The use of controlled-release nitrogen fertilizers can provide several benefits, such as increased productivity, labor savings, as it can abolish or reduce the number of installments, and reduced environmental impact due to less nitrate leaching, as long as it is combined with demand. of culture and development conditions. Among the release control mechanisms, one of the most used, basically consists of a polymer layer around a soluble fertilizer (normally urea) that allows synchronization in the supply of the nutrient by the fertilizer and the demand for the element by the plant. However, it is worth mentioning that it depends on the release period guaranteed by the fertilizer manufacturer and also on the soil's humidity and temperature conditions.

Considering the importance of studying this technology in the field of soil fertility, this work sought to evaluate ammonia losses due to volatilization of the widely used conventional urea and controlled-release urea, coated with polymers.

The experiment was conducted in the field, between November 2014 and March 2015 in a dystrophic red Oxisol, in a coffee farm located 7 km from the municipality of Lavras, Minas Gerais.

A randomized block design with three replications was used, with the N sources being: conventional urea (45% N) and urea coated with polymers (39% N). The experimental plots were composed of 12 plants, equally spaced 3,0 m between rows and 1,0 m between plants.

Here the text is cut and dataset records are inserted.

//! Coordinator behavior: debounce coalescing, dedup suppression,
//! stale-result discard, and failure retention.
//!
//! Timing-sensitive tests use a short debounce window and poll for
//! outcomes instead of sleeping fixed amounts.

use std::sync::Arc;
use std::sync::atomic::{AtomicUsize, Ordering};
use std::time::{Duration, Instant};

use grid_fetch::{
    ClientSource, DataSource, FetchCoordinator, FetchError, Page, RequestOutcome, ServerSource,
};
use grid_model::row::Row;
use grid_model::{CanonicalQuery, ColumnSpec};
use serde_json::json;

const DEBOUNCE: Duration = Duration::from_millis(20);

fn query_with_filter(text: &str) -> CanonicalQuery {
    CanonicalQuery {
        global_filter: text.to_string(),
        ..Default::default()
    }
}

fn echo_row(text: &str) -> Row {
    Row::from_value(json!({"echo": text}))
}

/// Poll until the condition holds or two seconds pass.
fn wait_until(mut condition: impl FnMut() -> bool) -> bool {
    let deadline = Instant::now() + Duration::from_secs(2);
    while Instant::now() < deadline {
        if condition() {
            return true;
        }
        std::thread::sleep(Duration::from_millis(5));
    }
    false
}

/// Source that records every executed fetch and echoes the query's
/// global filter back as the single row.
fn counting_source(calls: Arc<AtomicUsize>) -> Arc<dyn DataSource> {
    Arc::new(ServerSource::new(move |query: &CanonicalQuery| {
        calls.fetch_add(1, Ordering::SeqCst);
        Ok(Page {
            rows: vec![echo_row(&query.global_filter)],
            total: 1,
        })
    }))
}

#[test]
fn rapid_requests_coalesce_to_one_fetch_with_last_query() {
    let calls = Arc::new(AtomicUsize::new(0));
    let coordinator = FetchCoordinator::new(counting_source(Arc::clone(&calls)), DEBOUNCE);

    for text in ["a", "ab", "abc", "abcd", "abcde"] {
        assert_eq!(
            coordinator.request(&query_with_filter(text)),
            RequestOutcome::Scheduled
        );
    }

    assert!(wait_until(|| coordinator.total() == 1));
    // Let any (incorrect) extra fetches surface.
    std::thread::sleep(DEBOUNCE * 4);
    assert_eq!(calls.load(Ordering::SeqCst), 1);
    assert_eq!(coordinator.rows()[0].get("echo"), Some(&json!("abcde")));
}

#[test]
fn identical_query_after_completion_is_suppressed() {
    let calls = Arc::new(AtomicUsize::new(0));
    let coordinator = FetchCoordinator::new(counting_source(Arc::clone(&calls)), DEBOUNCE);

    let query = query_with_filter("same");
    assert_eq!(coordinator.request(&query), RequestOutcome::Scheduled);
    assert!(wait_until(|| calls.load(Ordering::SeqCst) == 1));
    assert!(wait_until(|| !coordinator.is_loading()));

    assert_eq!(coordinator.request(&query), RequestOutcome::Suppressed);
    std::thread::sleep(DEBOUNCE * 4);
    assert_eq!(calls.load(Ordering::SeqCst), 1);
}

#[test]
fn stale_result_never_overwrites_newer_one() {
    let calls = Arc::new(AtomicUsize::new(0));
    let calls_in_source = Arc::clone(&calls);
    let source = Arc::new(ServerSource::new(move |query: &CanonicalQuery| {
        calls_in_source.fetch_add(1, Ordering::SeqCst);
        if query.global_filter == "slow" {
            std::thread::sleep(Duration::from_millis(150));
        }
        Ok(Page {
            rows: vec![echo_row(&query.global_filter)],
            total: 1,
        })
    }));
    let coordinator = FetchCoordinator::new(source, DEBOUNCE);

    coordinator.request(&query_with_filter("slow"));
    // Wait for the slow fetch to start executing, then supersede it.
    assert!(wait_until(|| coordinator.is_loading()));
    coordinator.request(&query_with_filter("fast"));

    assert!(wait_until(|| calls.load(Ordering::SeqCst) == 2));
    assert!(wait_until(|| {
        let rows = coordinator.rows();
        !rows.is_empty() && rows[0].get("echo") == Some(&json!("fast"))
    }));
    // The slow result must not reappear.
    std::thread::sleep(Duration::from_millis(200));
    assert_eq!(coordinator.rows()[0].get("echo"), Some(&json!("fast")));
}

#[test]
fn failed_fetch_keeps_previous_rows_and_clears_loading() {
    let source = Arc::new(ServerSource::new(|query: &CanonicalQuery| {
        if query.global_filter == "boom" {
            Err(FetchError::source("backend unavailable"))
        } else {
            Ok(Page {
                rows: vec![echo_row(&query.global_filter)],
                total: 1,
            })
        }
    }));
    let coordinator = FetchCoordinator::new(source, DEBOUNCE);

    coordinator.request(&query_with_filter("good"));
    assert!(wait_until(|| coordinator.total() == 1));

    coordinator.request(&query_with_filter("boom"));
    assert!(wait_until(|| !coordinator.is_loading()));
    std::thread::sleep(DEBOUNCE * 4);
    assert_eq!(coordinator.rows()[0].get("echo"), Some(&json!("good")));
    assert_eq!(coordinator.total(), 1);
}

#[test]
fn failed_query_is_not_dedup_suppressed_on_retry() {
    let calls = Arc::new(AtomicUsize::new(0));
    let calls_in_source = Arc::clone(&calls);
    let source = Arc::new(ServerSource::new(move |_: &CanonicalQuery| {
        calls_in_source.fetch_add(1, Ordering::SeqCst);
        Err(FetchError::source("down"))
    }));
    let coordinator = FetchCoordinator::new(source, DEBOUNCE);

    let query = query_with_filter("q");
    coordinator.request(&query);
    assert!(wait_until(|| calls.load(Ordering::SeqCst) == 1));
    assert!(wait_until(|| !coordinator.is_loading()));

    // Dedup compares against the last *completed* request only.
    assert_eq!(coordinator.request(&query), RequestOutcome::Scheduled);
    assert!(wait_until(|| calls.load(Ordering::SeqCst) == 2));
}

#[test]
fn client_source_plugs_in_unchanged() {
    let rows: Vec<Row> = (0..30)
        .map(|i| Row::from_value(json!({"id": i.to_string(), "n": i})))
        .collect();
    let source = Arc::new(ClientSource::new(
        rows,
        vec![ColumnSpec::new("n", "N")],
    ));
    let coordinator = FetchCoordinator::new(source, DEBOUNCE);

    let mut query = CanonicalQuery::default();
    query.pagination = grid_model::PaginationState::new(1, 10);
    coordinator.request(&query);

    assert!(wait_until(|| coordinator.total() == 30));
    let page = coordinator.rows();
    assert_eq!(page.len(), 10);
    assert_eq!(page[0].get("n"), Some(&json!(10)));
}

#[test]
fn pull_mode_rejects_stale_tickets() {
    use std::sync::Mutex;

    let tickets = Arc::new(Mutex::new(Vec::new()));
    let sink = Arc::clone(&tickets);
    let coordinator = FetchCoordinator::pull(
        move |ticket, _query| sink.lock().unwrap().push(ticket),
        DEBOUNCE,
    );

    coordinator.request(&query_with_filter("first"));
    assert!(wait_until(|| tickets.lock().unwrap().len() == 1));
    let first = tickets.lock().unwrap()[0].clone();

    coordinator.request(&query_with_filter("second"));
    assert!(wait_until(|| tickets.lock().unwrap().len() == 2));
    let second = tickets.lock().unwrap()[1].clone();

    // The first ticket is now stale.
    assert!(!coordinator.apply_result(
        &first,
        Page {
            rows: vec![echo_row("first")],
            total: 1,
        }
    ));
    assert!(coordinator.apply_result(
        &second,
        Page {
            rows: vec![echo_row("second")],
            total: 1,
        }
    ));
    assert_eq!(coordinator.rows()[0].get("echo"), Some(&json!("second")));
    assert!(!coordinator.is_loading());
}

#[test]
fn stale_pull_resolution_leaves_loading_set_for_the_newer_fetch() {
    use std::sync::Mutex;

    let tickets = Arc::new(Mutex::new(Vec::new()));
    let sink = Arc::clone(&tickets);
    let coordinator = FetchCoordinator::pull(
        move |ticket, _query| sink.lock().unwrap().push(ticket),
        DEBOUNCE,
    );

    coordinator.request(&query_with_filter("first"));
    assert!(wait_until(|| tickets.lock().unwrap().len() == 1));
    let first = tickets.lock().unwrap()[0].clone();

    coordinator.request(&query_with_filter("second"));
    assert!(wait_until(|| tickets.lock().unwrap().len() == 2));
    let second = tickets.lock().unwrap()[1].clone();
    assert!(coordinator.is_loading());

    // Neither a stale result nor a stale failure may clear the flag
    // while the second fetch is still outstanding.
    assert!(!coordinator.apply_result(
        &first,
        Page {
            rows: vec![echo_row("first")],
            total: 1,
        }
    ));
    assert!(coordinator.is_loading());
    coordinator.report_failure(&first, "abandoned backend call");
    assert!(coordinator.is_loading());

    assert!(coordinator.apply_result(
        &second,
        Page {
            rows: vec![echo_row("second")],
            total: 1,
        }
    ));
    assert!(!coordinator.is_loading());
}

The dose of N used was 450 kg/ha, divided into three applications in the treatment with conventional urea, with the interval between each application being 60 days and applied in a single dose for the treatment with urea coated with polymers.

For crop maintenance fertilization, 300 kg/ha of K was applied₂O and 100 kg/ ha of P₂O₅, using potassium chloride (60% K₂O) and triple superphosphate (46% P₂O₅). The micronutrients, boron, zinc and copper were applied foliarly.

To quantify ammonia volatilization, the semi-open collector method was used. To construct the collector, PVC tubes measuring 20 cm in diameter and 50 cm in height were used. 

The PVC pipes were inserted into the soil to a depth of 5cm. Two laminated foam discs with a density of 0,02 g cm were used.^-3 and 2,5 cm thick cut to the same diameter as the tube. The foams were soaked with 85 mL/L of phosphoric acid solution (H₃PO₄) and glycerin in volumes of 40 and 58,8 mL/L (0,87 mol /L of H3PO4) respectively and fixed at heights 25 cm and 45 cm from the ground. The sponge fixed at 45cm has the function of avoiding contamination of the lower sponge. This lower sponge, placed 25 cm above the ground, is used to determine volatilized ammonia. For determination, these sponges were changed on the 1st, 2nd, 3rd, 4th, 5th, 7th, 9th. 11th, 13th, 16th, 19th, 23rd, 28th, 35th and 42nd days after each nitrogen top dressing. To extract the solution from the collected foams, a Buchner funnel was used with the aid of a vacuum pump, with each foam being washed 4 times in sequential extractions with 80 mL of deionized water. Aliquots were taken from this extract to determine the N content by distillation using the Kjeldahl method.

After obtaining the N loss results, as a percentage of the total applied (450 kg/ha of N), significant differences were noted for nitrogen losses (in the form of ammonia), between conventional urea and urea coated with polymers. Comparison between means was performed using the Scott-Knott test (p < 0,05) (Figure 1). 

Conventional Urea achieved a loss of 18,5% of the total N applied, which allows us to infer that of the 450 kg/ha of N applied in the form of conventional urea, 83,5 kg were lost through volatilization. Urea coated with polymers resulted in a loss of 10,46% of the total N applied, that is, only 47,1 kg of N.

Therefore, it can be concluded that urea coated with polymers had lower N loss (8% less) compared to conventional urea, even when applied in a single dose. Thus, the use of controlled-release fertilizers (Urea + Polymer) can be an efficient alternative for fertilizing coffee plants, providing lower losses of N through volatilization and thus reducing machinery traffic in the field, avoiding the need for installments of nitrogen fertilization.

Wantuir Filipe Teixeira Chagas, Dougras Ramos Guelfi, Anderson William Dominguetti, André Luiz Carvalho Caputo, Ufla

Article published in issue 204 of Cultivar Grandes Culturas.